Post-Gating Bias: Restoring Affine Freedom in Transformer MLPs

20 Sept 2025 (modified: 11 Feb 2026)Submitted to ICLR 2026EveryoneRevisionsBibTeXCC BY 4.0
Keywords: post-gating bias (PGB), gated MLPs, transformer VAEs, training stability
TL;DR: Post-Gating Bias restores affine freedom lost in gated MLPs. By softening activation boundaries under noise from dropout or latent regularization, it sometimes stabilizes training or improves robustness at negligible cost.

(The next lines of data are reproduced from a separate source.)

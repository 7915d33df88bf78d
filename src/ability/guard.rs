use crate::ability::Ability;
use crate::errors::DomainError;

/// Declarative guard over a set of permission keys
///
/// Built once (e.g. per route or per command) and checked against an
/// ability at call time. `require_all` passes only when every key is
/// granted, `require_any` when at least one is. An empty `require_all`
/// gate always passes; an empty `require_any` gate never does.
#[derive(Debug, Clone)]
pub struct PermissionGate {
    keys: Vec<String>,
    mode: GateMode,
}

#[derive(Debug, Clone, Copy, PartialEq, Eq)]
enum GateMode {
    All,
    Any,
}

impl PermissionGate {
    pub fn require_all<I, S>(keys: I) -> Self
    where
        I: IntoIterator<Item = S>,
        S: Into<String>,
    {
        Self {
            keys: keys.into_iter().map(Into::into).collect(),
            mode: GateMode::All,
        }
    }

    pub fn require_any<I, S>(keys: I) -> Self
    where
        I: IntoIterator<Item = S>,
        S: Into<String>,
    {
        Self {
            keys: keys.into_iter().map(Into::into).collect(),
            mode: GateMode::Any,
        }
    }

    pub fn allows(&self, ability: &Ability) -> bool {
        match self.mode {
            GateMode::All => ability.can_all(self.keys.iter().map(String::as_str)),
            GateMode::Any => ability.can_any(self.keys.iter().map(String::as_str)),
        }
    }

    /// `allows` as a `Result`, for use at the top of guarded operations
    ///
    /// # Errors
    ///
    /// Returns `DomainError::Validation` naming the required keys when the
    /// ability does not satisfy the gate.
    pub fn check(&self, ability: &Ability) -> Result<(), DomainError> {
        if self.allows(ability) {
            return Ok(());
        }
        let joiner = match self.mode {
            GateMode::All => "all of",
            GateMode::Any => "any of",
        };
        Err(DomainError::validation(format!(
            "permission denied: requires {} [{}]",
            joiner,
            self.keys.join(", ")
        )))
    }
}

#[cfg(test)]
mod tests {
    use super::*;

    fn ability(keys: &[&str]) -> Ability {
        use crate::types::entities::Role;
        use chrono::Utc;

        let now = Utc::now();
        Ability::from_role(&Role {
            id: "r1".to_string(),
            name: "Test".to_string(),
            key: "test".to_string(),
            description: String::new(),
            is_admin: false,
            is_active: true,
            is_system: false,
            created_at: now,
            updated_at: now,
            permission_keys: keys.iter().map(ToString::to_string).collect(),
        })
    }

    #[test]
    fn require_all_needs_every_key() {
        let gate = PermissionGate::require_all(["widgets.read", "widgets.update"]);
        assert!(gate.allows(&ability(&["widgets.read", "widgets.update"])));
        assert!(!gate.allows(&ability(&["widgets.read"])));
    }

    #[test]
    fn require_any_needs_one_key() {
        let gate = PermissionGate::require_any(["widgets.read", "widgets.update"]);
        assert!(gate.allows(&ability(&["widgets.update"])));
        assert!(!gate.allows(&ability(&["gadgets.read"])));
    }

    #[test]
    fn empty_gate_semantics() {
        let none = ability(&[]);
        assert!(PermissionGate::require_all(Vec::<String>::new()).allows(&none));
        assert!(!PermissionGate::require_any(Vec::<String>::new()).allows(&none));
    }

    #[test]
    fn check_names_the_missing_keys() {
        let gate = PermissionGate::require_all(["widgets.delete"]);
        let err = gate.check(&ability(&[])).unwrap_err();
        assert!(err.to_string().contains("widgets.delete"));
    }
}
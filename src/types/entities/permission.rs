use std::fmt;

use serde::{Deserialize, Serialize};

/// Operation kind a permission governs
///
/// Closed set in practice; `All` is the action-axis wildcard (a permission
/// `("widgets", All)` covers every action on `widgets`).
#[derive(Debug, Clone, Copy, PartialEq, Eq, Hash, Serialize, Deserialize)]
#[serde(rename_all = "lowercase")]
pub enum Action {
    Create,
    Read,
    Update,
    Delete,
    All,
}

/// The four canonical CRUD actions created for every module subject
pub const CRUD_ACTIONS: [Action; 4] = [Action::Create, Action::Read, Action::Update, Action::Delete];

impl Action {
    pub fn as_str(&self) -> &'static str {
        match self {
            Self::Create => "create",
            Self::Read => "read",
            Self::Update => "update",
            Self::Delete => "delete",
            Self::All => "all",
        }
    }
}

impl fmt::Display for Action {
    fn fmt(&self, f: &mut fmt::Formatter<'_>) -> fmt::Result {
        write!(f, "{}", self.as_str())
    }
}

/// Risk classification attached to a permission
///
/// Source data does not always carry this field; absent values default to
/// `Low`.
#[derive(Debug, Clone, Copy, PartialEq, Eq, Default, Serialize, Deserialize)]
#[serde(rename_all = "lowercase")]
pub enum RiskLevel {
    #[default]
    Low,
    Medium,
    High,
}

/// Permission entity
///
/// Identified in ability queries by its key `"<subject>.<action>"`, e.g.
/// `"security-group.read"`. The subject `"all"` is the subject-axis
/// wildcard.
#[derive(Debug, Clone, PartialEq, Serialize, Deserialize)]
pub struct Permission {
    pub id: String,
    pub action: Action,
    pub subject: String,
    #[serde(default)]
    pub description: Option<String>,
    #[serde(default)]
    pub risk_level: RiskLevel,
    #[serde(default)]
    pub requires_approval: bool,
}

impl Permission {
    /// The `"<subject>.<action>"` lookup key for this permission
    pub fn key(&self) -> String {
        format!("{}.{}", self.subject, self.action)
    }
}

/// Input for creating a permission
///
/// Optional metadata defaults to `RiskLevel::Low` / no approval required.
#[derive(Debug, Clone)]
pub struct NewPermission {
    pub action: Action,
    pub subject: String,
    pub description: Option<String>,
    pub risk_level: Option<RiskLevel>,
    pub requires_approval: Option<bool>,
}

impl NewPermission {
    pub fn new(action: Action, subject: impl Into<String>) -> Self {
        Self {
            action,
            subject: subject.into(),
            description: None,
            risk_level: None,
            requires_approval: None,
        }
    }
}

/// Partial update for a permission
#[derive(Debug, Clone, Default)]
pub struct PermissionPatch {
    pub action: Option<Action>,
    pub subject: Option<String>,
    pub description: Option<Option<String>>,
    pub risk_level: Option<RiskLevel>,
    pub requires_approval: Option<bool>,
}
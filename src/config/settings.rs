use std::env;
use std::path::PathBuf;

/// Storage settings for the entity store and audit log
#[derive(Debug, Clone)]
pub struct StoreSettings {
    pub data_dir: PathBuf,
}

impl StoreSettings {
    /// Load settings from environment variables
    ///
    /// `RBAC_DATA_DIR` points at the directory holding the persisted
    /// collection snapshots; defaults to `./data`.
    pub fn from_env() -> Self {
        let data_dir = env::var("RBAC_DATA_DIR")
            .map(PathBuf::from)
            .unwrap_or_else(|_| PathBuf::from("./data"));
        Self { data_dir }
    }

    pub fn with_data_dir(data_dir: impl Into<PathBuf>) -> Self {
        Self {
            data_dir: data_dir.into(),
        }
    }
}
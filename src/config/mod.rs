// Configuration layer - environment-driven settings and logging setup

pub mod logging;
pub mod settings;

pub use logging::{init_logging, LoggingConfig, LoggingError};
pub use settings::StoreSettings;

Abstract: Modern transformers often omit additive biases because normalization and attention preserve constant offsets that downstream linear maps can remap. The gated MLP (SwiGLU) is a notable exception: the elementwise product with a nonlinear gate destroys such offsets, removing affine freedom after the nonlinearity. We examine a simple modification—Post-Gating Bias (PGB), an additive term applied after the gated product and before the down-projection. PGB restores this degree of freedom with negligible computational cost. Our working hypothesis is that PGB mitigates training noise from dropout or from additive stochastic regularization (e.g., in VAEs) by shifting activation boundaries in a controlled way, thereby softening sharp transitions that otherwise amplify perturbations. We observe stability gains at higher learning rates and some robustness improvements in a ViT-VAE setting. We also show other settings where the effect is minimal. We present these observations to clarify where biases are redundant in transformer blocks and where multiplicative gating makes them potentially useful. Finally, we report a controlled study varying dropout and latent noise across multiple seeds to test this hypothesis.